Caratteristica distintiva della lepre artica è il mantello, che cambia colore con le stagioni: bianco in inverno per mimetizzarsi nella neve, più scuro in estate per confondersi con il terreno roccioso. Questo adattamento rappresenta una strategia fondamentale per sfuggire ai predatori, tra cui la volpe artica e il lupo artico.
Dal punto di vista morfologico, la specie presenta orecchie più corte rispetto ad altre lepri, caratteristica che riduce la dispersione di calore. Le zampe posteriori, robuste e ricoperte di pelo, facilitano lo spostamento su neve e ghiaccio, consentendo anche rapide fughe: la lepre artica può raggiungere velocità elevate per sottrarsi ai predatori.

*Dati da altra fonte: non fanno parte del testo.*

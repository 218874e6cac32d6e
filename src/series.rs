use crate::calendar::{CalendarDate, DateRange};
use serde::{Deserialize, Serialize};
use std::collections::BTreeMap;

#[derive(Debug, Clone, Copy, PartialEq, Eq, Hash, Serialize, Deserialize)]
#[serde(rename_all = "kebab-case")]
pub enum SeriesKey {
    Movies,
    Tv,
    LiveTv,
    Music,
    Audiobooks,
    Books,
}

impl SeriesKey {
    pub fn as_str(self) -> &'static str {
        match self {
            SeriesKey::Movies => "movies",
            SeriesKey::Tv => "tv",
            SeriesKey::LiveTv => "live-tv",
            SeriesKey::Music => "music",
            SeriesKey::Audiobooks => "audiobooks",
            SeriesKey::Books => "books",
        }
    }
}

#[derive(Debug, Clone, Copy, PartialEq, Eq, Serialize)]
pub struct SeriesDescriptor {
    pub key: SeriesKey,
    pub label: &'static str,
    pub color: &'static str,
}

pub const SERIES: [SeriesDescriptor; 6] = [
    SeriesDescriptor { key: SeriesKey::Movies, label: "Movies", color: "#3b82f6" },
    SeriesDescriptor { key: SeriesKey::Tv, label: "TV Shows", color: "#10b981" },
    SeriesDescriptor { key: SeriesKey::LiveTv, label: "Live TV", color: "#ef4444" },
    SeriesDescriptor { key: SeriesKey::Music, label: "Music", color: "#f59e0b" },
    SeriesDescriptor { key: SeriesKey::Audiobooks, label: "Audiobooks", color: "#8b5cf6" },
    SeriesDescriptor { key: SeriesKey::Books, label: "Books", color: "#ec4899" },
];

/// Per-day play counts as delivered by the stats source, e.g.
/// `{"date": "2024-03-03", "movies": 2, "tv": 5}`.
#[derive(Debug, Clone, PartialEq, Eq, Serialize, Deserialize)]
pub struct DayStatRecord {
    pub date: CalendarDate,
    #[serde(flatten)]
    pub counts: BTreeMap<String, u64>,
}

impl DayStatRecord {
    pub fn value(&self, key: SeriesKey) -> u64 {
        self.counts.get(key.as_str()).copied().unwrap_or(0)
    }
}

#[derive(Debug, Serialize)]
pub struct ChartTick {
    pub date: CalendarDate,
    pub label: String,
}

#[derive(Debug, Serialize)]
pub struct ChartSeries {
    pub key: SeriesKey,
    pub label: &'static str,
    pub color: &'static str,
    pub values: Vec<u64>,
    pub total: u64,
}

#[derive(Debug, Serialize)]
pub struct ShapedChart {
    pub range: DateRange,
    pub ticks: Vec<ChartTick>,
    pub series: Vec<ChartSeries>,
    pub has_data: bool,
}

/// True when some record holds a positive count for one of `series`.
///
/// An empty slice and a slice of all-zero records both report `false`; either
/// way there is nothing worth charting.
pub fn has_any_data<'a, I>(records: I, series: &[SeriesDescriptor]) -> bool
where
    I: IntoIterator<Item = &'a DayStatRecord>,
{
    records
        .into_iter()
        .any(|record| series.iter().any(|descriptor| record.value(descriptor.key) > 0))
}

/// Short axis label such as `"Mar 3"`.
///
/// Formatted from the UTC-noon instant of the date so that the label is the
/// same calendar day wherever it ends up being displayed.
pub fn format_tick(date: CalendarDate) -> String {
    match date.noon_utc() {
        Some(noon) => noon.format("%b %-d").to_string(),
        None => date.to_string(),
    }
}

pub fn shape_series(
    records: &[DayStatRecord],
    range: DateRange,
    series: &[SeriesDescriptor],
) -> ShapedChart {
    let day_count = range.len_days() as usize;
    let in_range: Vec<&DayStatRecord> = records
        .iter()
        .filter(|record| range.contains(&record.date))
        .collect();

    let series_out = series
        .iter()
        .map(|descriptor| {
            let mut values = vec![0u64; day_count];
            for record in &in_range {
                let index = range.start.days_until(&record.date) as usize;
                values[index] = values[index].saturating_add(record.value(descriptor.key));
            }
            let total = values.iter().fold(0u64, |sum, value| sum.saturating_add(*value));
            ChartSeries {
                key: descriptor.key,
                label: descriptor.label,
                color: descriptor.color,
                values,
                total,
            }
        })
        .collect();

    let ticks = range
        .days()
        .map(|date| ChartTick {
            date,
            label: format_tick(date),
        })
        .collect();

    let has_data = has_any_data(in_range.iter().copied(), series);

    ShapedChart {
        range,
        ticks,
        series: series_out,
        has_data,
    }
}
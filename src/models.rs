use crate::calendar::{CalendarDate, DateRange};
use crate::geo::{ClassifiedLocation, GeoLocationRecord};
use crate::series::DayStatRecord;
use serde::{Deserialize, Serialize};
use std::collections::BTreeMap;

/// Statistics snapshot served by the dashboard. Play counts arrive already
/// aggregated per day.
#[derive(Debug, Clone, Serialize, Deserialize, Default)]
pub struct DashboardData {
    #[serde(default)]
    pub plays: Vec<DayStatRecord>,
    #[serde(default)]
    pub plays_by_server: BTreeMap<String, Vec<DayStatRecord>>,
    #[serde(default)]
    pub locations: Vec<GeoLocationRecord>,
}

impl DashboardData {
    /// Records for one server, or the combined series when no server is given.
    /// An unknown server has no records.
    pub fn plays_for(&self, server_id: Option<&str>) -> &[DayStatRecord] {
        match server_id {
            None => &self.plays,
            Some(id) => self
                .plays_by_server
                .get(id)
                .map(Vec::as_slice)
                .unwrap_or(&[]),
        }
    }
}

#[derive(Debug, Default, Deserialize)]
pub struct RangeQuery {
    pub days: Option<String>,
    pub start: Option<String>,
    pub end: Option<String>,
    pub today: Option<String>,
    pub server_id: Option<String>,
}

#[derive(Debug, Default, Deserialize)]
pub struct LocationsQuery {
    pub fallback: Option<String>,
}

#[derive(Debug, Serialize)]
pub struct RangeResponse {
    pub start: CalendarDate,
    pub end: CalendarDate,
    pub days: u32,
    #[serde(skip_serializing_if = "Option::is_none")]
    pub server_id: Option<String>,
}

impl RangeResponse {
    pub fn new(range: DateRange, server_id: Option<String>) -> Self {
        Self {
            start: range.start,
            end: range.end,
            days: range.len_days(),
            server_id,
        }
    }
}

#[derive(Debug, Serialize)]
pub struct LocationsResponse {
    pub recent_count: usize,
    pub locations: Vec<ClassifiedLocation>,
}
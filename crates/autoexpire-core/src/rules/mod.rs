mod applier;
mod loader;
mod matcher;

pub use applier::{ActionApplier, ActionResult, ActionStep};
pub use loader::{load_rules, Rule, RuleAction, MAX_DAYS, MIN_DAYS, RULE_SLOTS};
pub use matcher::{cutoff_for, PostMatcher};
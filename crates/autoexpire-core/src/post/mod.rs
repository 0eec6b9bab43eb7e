mod models;

pub use models::{PostRecord, STATE_ARCHIVED, STATE_NORMAL};
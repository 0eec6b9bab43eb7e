pub mod config;
pub mod diagnostics;
pub mod error;
pub mod post;
pub mod rules;
pub mod scheduler;
pub mod storage;

#[cfg(test)]
mod test_support;

pub use config::{AppConfig, PluginParams};
pub use error::{Error, Result};
pub use scheduler::{CronRequest, DispatchOutcome, RuleEngine, RunReport};
pub mod rules;
pub mod run;
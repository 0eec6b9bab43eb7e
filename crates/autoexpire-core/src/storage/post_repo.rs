use chrono::{DateTime, Utc};
use sqlx::FromRow;

use super::{Database, MatchFilter, PostField, PostStore, UnpublishOptions};
use crate::post::PostRecord;
use crate::{Error, Result};

/// SQLite-backed post store over the `blog_posts` table
pub struct PostRepository<'a> {
    db: &'a Database,
    required_feature: String,
}

#[derive(FromRow)]
struct PostRow {
    id: i64,
    title: String,
    created: DateTime<Utc>,
    published: i32,
    state: i32,
}

impl From<PostRow> for PostRecord {
    fn from(row: PostRow) -> Self {
        PostRecord {
            id: row.id,
            title: row.title,
            created: row.created,
            published: row.published,
            state: row.state,
        }
    }
}

/// Audit trail entry for a post
#[derive(Debug, Clone, FromRow)]
pub struct PostEvent {
    pub post_id: i64,
    pub event_type: String,
    pub source: String,
    pub created_at: DateTime<Utc>,
}

impl<'a> PostRepository<'a> {
    pub fn new(db: &'a Database, required_feature: impl Into<String>) -> Self {
        Self {
            db,
            required_feature: required_feature.into(),
        }
    }

    /// Insert a post, returning its id
    pub async fn create(
        &self,
        title: &str,
        created: DateTime<Utc>,
        published: bool,
    ) -> Result<i64> {
        let result = sqlx::query(
            r#"
            INSERT INTO blog_posts (title, created, published, state)
            VALUES (?, ?, ?, 0)
            "#,
        )
        .bind(title)
        .bind(created)
        .bind(i32::from(published))
        .execute(self.db.pool())
        .await?;

        Ok(result.last_insert_rowid())
    }

    /// Toggle a blog feature flag
    pub async fn set_feature(&self, name: &str, enabled: bool) -> Result<()> {
        sqlx::query(
            r#"
            INSERT INTO blog_features (name, enabled) VALUES (?, ?)
            ON CONFLICT(name) DO UPDATE SET enabled = excluded.enabled
            "#,
        )
        .bind(name)
        .bind(i32::from(enabled))
        .execute(self.db.pool())
        .await?;

        Ok(())
    }

    /// Audit events recorded for a post, oldest first
    pub async fn events_for(&self, post_id: i64) -> Result<Vec<PostEvent>> {
        let rows: Vec<PostEvent> = sqlx::query_as(
            r#"
            SELECT post_id, event_type, source, created_at
            FROM blog_post_events
            WHERE post_id = ?
            ORDER BY id ASC
            "#,
        )
        .bind(post_id)
        .fetch_all(self.db.pool())
        .await?;

        Ok(rows)
    }
}

#[async_trait::async_trait]
impl PostStore for PostRepository<'_> {
    async fn is_enabled(&self) -> Result<bool> {
        let row: Option<(i32,)> = sqlx::query_as("SELECT enabled FROM blog_features WHERE name = ?")
            .bind(&self.required_feature)
            .fetch_optional(self.db.pool())
            .await?;

        Ok(matches!(row, Some((enabled,)) if enabled != 0))
    }

    async fn find_candidates(&self, filter: &MatchFilter) -> Result<Vec<PostRecord>> {
        // julianday() accepts both RFC 3339 and "YYYY-MM-DD HH:MM:SS" values
        let rows: Vec<PostRow> = sqlx::query_as(
            r#"
            SELECT id, title, created, published, state
            FROM blog_posts
            WHERE published = 1
              AND julianday(created) <= julianday(?)
            ORDER BY id ASC
            "#,
        )
        .bind(filter.created_before)
        .fetch_all(self.db.pool())
        .await?;

        // SQLite LIKE only folds ASCII, so the title match happens here
        Ok(rows
            .into_iter()
            .map(PostRecord::from)
            .filter(|post| filter.matches_title(&post.title))
            .collect())
    }

    async fn fetch_by_id(&self, id: i64) -> Result<Option<PostRecord>> {
        let row: Option<PostRow> = sqlx::query_as(
            r#"
            SELECT id, title, created, published, state
            FROM blog_posts
            WHERE id = ?
            "#,
        )
        .bind(id)
        .fetch_optional(self.db.pool())
        .await?;

        Ok(row.map(PostRecord::from))
    }

    async fn unpublish(&self, id: i64, options: UnpublishOptions) -> Result<()> {
        let now = Utc::now();
        let mut tx = self.db.pool().begin().await?;

        let result = sqlx::query(
            r#"
            UPDATE blog_posts
            SET published = 0, modified = ?
            WHERE id = ?
            "#,
        )
        .bind(now)
        .bind(id)
        .execute(&mut *tx)
        .await?;

        if result.rows_affected() == 0 {
            return Err(Error::PostNotFound(id));
        }

        sqlx::query(
            r#"
            INSERT INTO blog_post_events (post_id, event_type, source, created_at)
            VALUES (?, 'unpublish', ?, ?)
            "#,
        )
        .bind(id)
        .bind(options.source())
        .bind(now)
        .execute(&mut *tx)
        .await?;

        tx.commit().await?;
        Ok(())
    }

    async fn update_fields(&self, id: i64, fields: &[PostField]) -> Result<()> {
        if fields.is_empty() {
            return Ok(());
        }

        let mut assignments = Vec::with_capacity(fields.len());
        let mut values = Vec::with_capacity(fields.len());
        for field in fields {
            match field {
                PostField::State(state) => {
                    assignments.push("state = ?");
                    values.push(*state);
                }
                PostField::Published(published) => {
                    assignments.push("published = ?");
                    values.push(i32::from(*published));
                }
            }
        }

        let query = format!(
            "UPDATE blog_posts SET {} WHERE id = ?",
            assignments.join(", ")
        );

        let mut query_builder = sqlx::query(&query);
        for value in values {
            query_builder = query_builder.bind(value);
        }

        let result = query_builder.bind(id).execute(self.db.pool()).await?;

        if result.rows_affected() == 0 {
            return Err(Error::PostNotFound(id));
        }

        Ok(())
    }
}
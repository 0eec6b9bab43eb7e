use chrono::{DateTime, Utc};
use serde::{Deserialize, Serialize};

/// `state` column value of a regular post
pub const STATE_NORMAL: i32 = 0;
/// `state` column value of an archived post
pub const STATE_ARCHIVED: i32 = 2;

/// A blog post row as seen by the rule engine
#[derive(Debug, Clone, PartialEq, Serialize, Deserialize)]
pub struct PostRecord {
    pub id: i64,
    pub title: String,
    pub created: DateTime<Utc>,
    /// 1 when published, 0 otherwise
    pub published: i32,
    pub state: i32,
}

impl PostRecord {
    pub fn is_published(&self) -> bool {
        self.published == 1
    }

    pub fn is_archived(&self) -> bool {
        self.state == STATE_ARCHIVED
    }

    /// Rows can change between the query and processing; only act on
    /// rows that still carry a real id and are still published.
    pub fn is_actionable(&self) -> bool {
        self.id > 0 && self.is_published()
    }
}
use serde::{Deserialize, Serialize};
use std::fmt;

use crate::config::PluginParams;

/// Number of rule slots read from the parameters
pub const RULE_SLOTS: usize = 9;
pub const MIN_DAYS: i64 = 1;
pub const MAX_DAYS: i64 = 3650;

const DEFAULT_DAYS: i64 = 30;

/// What happens to a post matched by a rule
#[derive(Debug, Clone, Copy, PartialEq, Eq, Default, Serialize, Deserialize)]
#[serde(rename_all = "lowercase")]
pub enum RuleAction {
    /// Unpublish the post
    #[default]
    Disable,
    /// Move the post to the archived state
    Archive,
    /// Archive, then unpublish
    Both,
}

impl RuleAction {
    /// Parse a configured action; anything unknown falls back to `Disable`
    pub fn parse_or_default(value: &str) -> Self {
        match value.trim() {
            "disable" => Self::Disable,
            "archive" => Self::Archive,
            "both" => Self::Both,
            _ => Self::default(),
        }
    }

    pub fn as_str(&self) -> &'static str {
        match self {
            Self::Disable => "disable",
            Self::Archive => "archive",
            Self::Both => "both",
        }
    }
}

impl fmt::Display for RuleAction {
    fn fmt(&self, f: &mut fmt::Formatter<'_>) -> fmt::Result {
        f.write_str(self.as_str())
    }
}

/// A validated expiration rule
#[derive(Debug, Clone, PartialEq, Eq, Serialize, Deserialize)]
pub struct Rule {
    /// 1-based parameter slot the rule was read from
    pub slot: usize,
    pub title_search: String,
    pub days: u32,
    pub action: RuleAction,
}

/// Read every rule slot and keep the usable ones, in slot order.
///
/// A slot is used only when it is enabled, has a non-blank title search and
/// a day count within `MIN_DAYS..=MAX_DAYS`. Anything else is skipped quietly:
/// half-filled slots are normal.
pub fn load_rules(params: &PluginParams) -> Vec<Rule> {
    let mut rules = Vec::new();

    for slot in 1..=RULE_SLOTS {
        let enabled = params.get_bool(&format!("rule{slot}_enabled"), false);
        let title = params.get_string(&format!("rule{slot}_title"), "");
        let days = params.get_int(&format!("rule{slot}_days"), DEFAULT_DAYS);
        let action = params.get_string(&format!("rule{slot}_action"), "disable");

        tracing::debug!(
            slot,
            enabled,
            title = %title,
            days,
            action = %action,
            "Reading rule slot"
        );

        let title_search = title.trim();
        if !enabled || title_search.is_empty() || !(MIN_DAYS..=MAX_DAYS).contains(&days) {
            tracing::debug!(slot, "Rule slot skipped");
            continue;
        }

        rules.push(Rule {
            slot,
            title_search: title_search.to_string(),
            days: days as u32,
            action: RuleAction::parse_or_default(&action),
        });
    }

    tracing::debug!("Loaded {} rules", rules.len());
    rules
}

La dieta è prevalentemente erbivora e si basa su licheni, muschi, cortecce e radici, disponibili anche sotto la neve durante i mesi invernali. In alcune circostanze può integrare l’alimentazione con piccoli invertebrati, a dimostrazione della capacità di adattamento in ambienti poveri di risorse.
Animale sociale soprattutto nei mesi più freddi, la lepre artica tende a riunirsi in gruppi per conservare il calore corporeo e aumentare le possibilità di sopravvivenza. Nonostante l’habitat remoto, la specie è oggi oggetto di monitoraggio da parte di comunità scientifiche per valutare gli effetti dei cambiamenti climatici sugli ecosistemi artici.
Un esempio di resilienza della natura, la lepre artica continua a rappresentare uno degli animali più emblematici della vita nelle regioni estreme del pianeta.